Review by Flossie Waite
A Small Truth Theatre, Scratchbuilt Productions and Arcola Theatre Production
Arcola Theatre
It’s only been a week since the clocks went back, but it already feels like years. As the days draw dimmer and shorter, how nice to step into a May Day Fair with The Three Sillies. Jingling Morris Dancers welcome the audience to the Sillyton Parish 1914 Village Fete, where bunting abounds and you can have a go at hoopla, splat-a-rat, and an everyone’s-a-winner raffle. The fun of the fair is a brilliant set-up to a play’s worth of absolute silliness (done with absolute skill).

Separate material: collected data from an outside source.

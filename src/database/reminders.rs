// file: src/database/reminders.rs
use super::{filter, Database};
use crate::error::AppResult;
use crate::models::{Document, Reminder, ReminderPatch, Status};
use crate::provider::Query;
use crate::schema::collections::REMINDERS;
use chrono::{DateTime, Duration, Utc};

pub const DEFAULT_UPCOMING_HOURS: i64 = 24;

pub async fn create(db: &Database, reminder: &Reminder) -> AppResult<Document<Reminder>> {
    db.create(REMINDERS, &reminder.base.user_id, reminder).await
}

pub async fn get_by_id(db: &Database, reminder_id: &str) -> AppResult<Document<Reminder>> {
    db.get(REMINDERS, reminder_id).await
}

pub async fn update(db: &Database, reminder_id: &str, patch: &ReminderPatch) -> AppResult<Document<Reminder>> {
    db.update(REMINDERS, reminder_id, patch).await
}

pub async fn delete(db: &Database, reminder_id: &str) -> AppResult<()> {
    db.delete(REMINDERS, reminder_id).await
}

/// The user's reminders. Unless `include_snoozed`, reminders snoozed past
/// the current time are left out.
pub async fn get_by_user(db: &Database, user_id: &str, include_snoozed: bool) -> AppResult<Vec<Document<Reminder>>> {
    let queries = vec![Query::equal("userId", user_id)];
    if include_snoozed {
        return db.list(REMINDERS, queries).await;
    }

    let now = Utc::now();
    db.list_filtered(REMINDERS, queries, |reminder| filter::is_awake(reminder, now))
        .await
}

/// Pending reminders starting in `(now, now + hours]`.
pub async fn get_upcoming(db: &Database, user_id: &str, hours: i64) -> AppResult<Vec<Document<Reminder>>> {
    let now = Utc::now();
    let until = now + Duration::hours(hours);

    db.list(
        REMINDERS,
        vec![
            Query::equal("userId", user_id),
            Query::equal("status", Status::Pending.as_str()),
            Query::greater_than("startDateTime", &now),
            Query::less_than_equal("startDateTime", &until),
        ],
    )
    .await
}

pub async fn snooze(db: &Database, reminder_id: &str, until: DateTime<Utc>) -> AppResult<Document<Reminder>> {
    let patch = ReminderPatch {
        snooze_until: Some(Some(until)),
        ..Default::default()
    };
    db.update(REMINDERS, reminder_id, &patch).await
}

pub async fn clear_snooze(db: &Database, reminder_id: &str) -> AppResult<Document<Reminder>> {
    let patch = ReminderPatch {
        snooze_until: Some(None),
        ..Default::default()
    };
    db.update(REMINDERS, reminder_id, &patch).await
}
// file: src/models/notification.rs
use super::item::Priority;
use chrono::{DateTime, Utc};
use serde::{Deserialize, Serialize};

#[derive(Debug, Clone, Copy, PartialEq, Eq, Serialize, Deserialize)]
#[serde(rename_all = "snake_case")]
pub enum NotificationKind {
    Reminder,
    Overdue,
    Upcoming,
    MeetingReminder,
}

#[derive(Debug, Clone, PartialEq, Serialize, Deserialize)]
#[serde(rename_all = "camelCase")]
pub struct Notification {
    pub user_id: String,
    pub item_id: String,
    #[serde(rename = "type")]
    pub kind: NotificationKind,
    pub title: String,
    pub message: String,
    pub scheduled_for: DateTime<Utc>,
    #[serde(default, skip_serializing_if = "Option::is_none")]
    pub sent_at: Option<DateTime<Utc>>,
    pub is_read: bool,
    pub priority: Priority,
}

impl Notification {
    pub fn new(
        user_id: &str,
        item_id: &str,
        kind: NotificationKind,
        title: &str,
        message: &str,
        scheduled_for: DateTime<Utc>,
    ) -> Self {
        Self {
            user_id: user_id.to_string(),
            item_id: item_id.to_string(),
            kind,
            title: title.to_string(),
            message: message.to_string(),
            scheduled_for,
            sent_at: None,
            is_read: false,
            priority: Priority::Medium,
        }
    }

    pub fn is_sent(&self) -> bool {
        self.sent_at.is_some()
    }
}

#[derive(Debug, Clone, Default, PartialEq, Serialize)]
#[serde(rename_all = "camelCase")]
pub struct NotificationPatch {
    #[serde(skip_serializing_if = "Option::is_none")]
    pub is_read: Option<bool>,
    #[serde(skip_serializing_if = "Option::is_none")]
    pub sent_at: Option<DateTime<Utc>>,
}
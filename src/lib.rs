// FocusFlow Library
// Data access, validation, auth state and schema provisioning for the
// task/reminder/meeting backend

pub mod auth;
pub mod config;
pub mod database;
pub mod error;
pub mod http_config;
pub mod models;
pub mod provider;
pub mod provisioning;
pub mod schema;
pub mod utils;
pub mod validation;

// Re-export commonly used types
pub use auth::{AuthState, AuthStore, AuthUser};
pub use database::Database;
pub use error::{AppError, AppResult};
pub use models::*;
pub use provider::memory::MemoryStore;
pub use provider::{AccountApi, DocumentStore, Query, SchemaAdmin};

The Three Sillies is the tale of a man who thinks that his fiancée and her parents are the silliest people he has ever met. He decides to go on a journey to find three people sillier than them – unless he succeeds, he refuses to get married. This plot tenuously links three completely ridiculous and unrelated scenarios – from a cow on a roof to women catching the moon in a pond to a man trying to jump into his trousers – but it also means that anything could happen. As the fete stalls change into different pieces of set, the production is constantly unpredictable. Perhaps most unexpected of all are the serious bits, with solemn nods to the silliness of war.
The music, particularly the folk duets of Chris Rusbridge and Arran Glass, is truly lovely and guides the mood from buoyant to contemplative with ease. The production’s greatest success is that it feels like everyone is enjoying themselves – each member of the audience, and all the actors around them.
The Three Sillies isn’t revolutionary but it is great fun, and an excellent contribution from the Arcola to the Family Art Festival. By encouraging families to play together at the beginning, everyone is ready to join in the silliness – including one father who was perfectly willing to sing “I like to wear my pants on my head” to his children’s delight.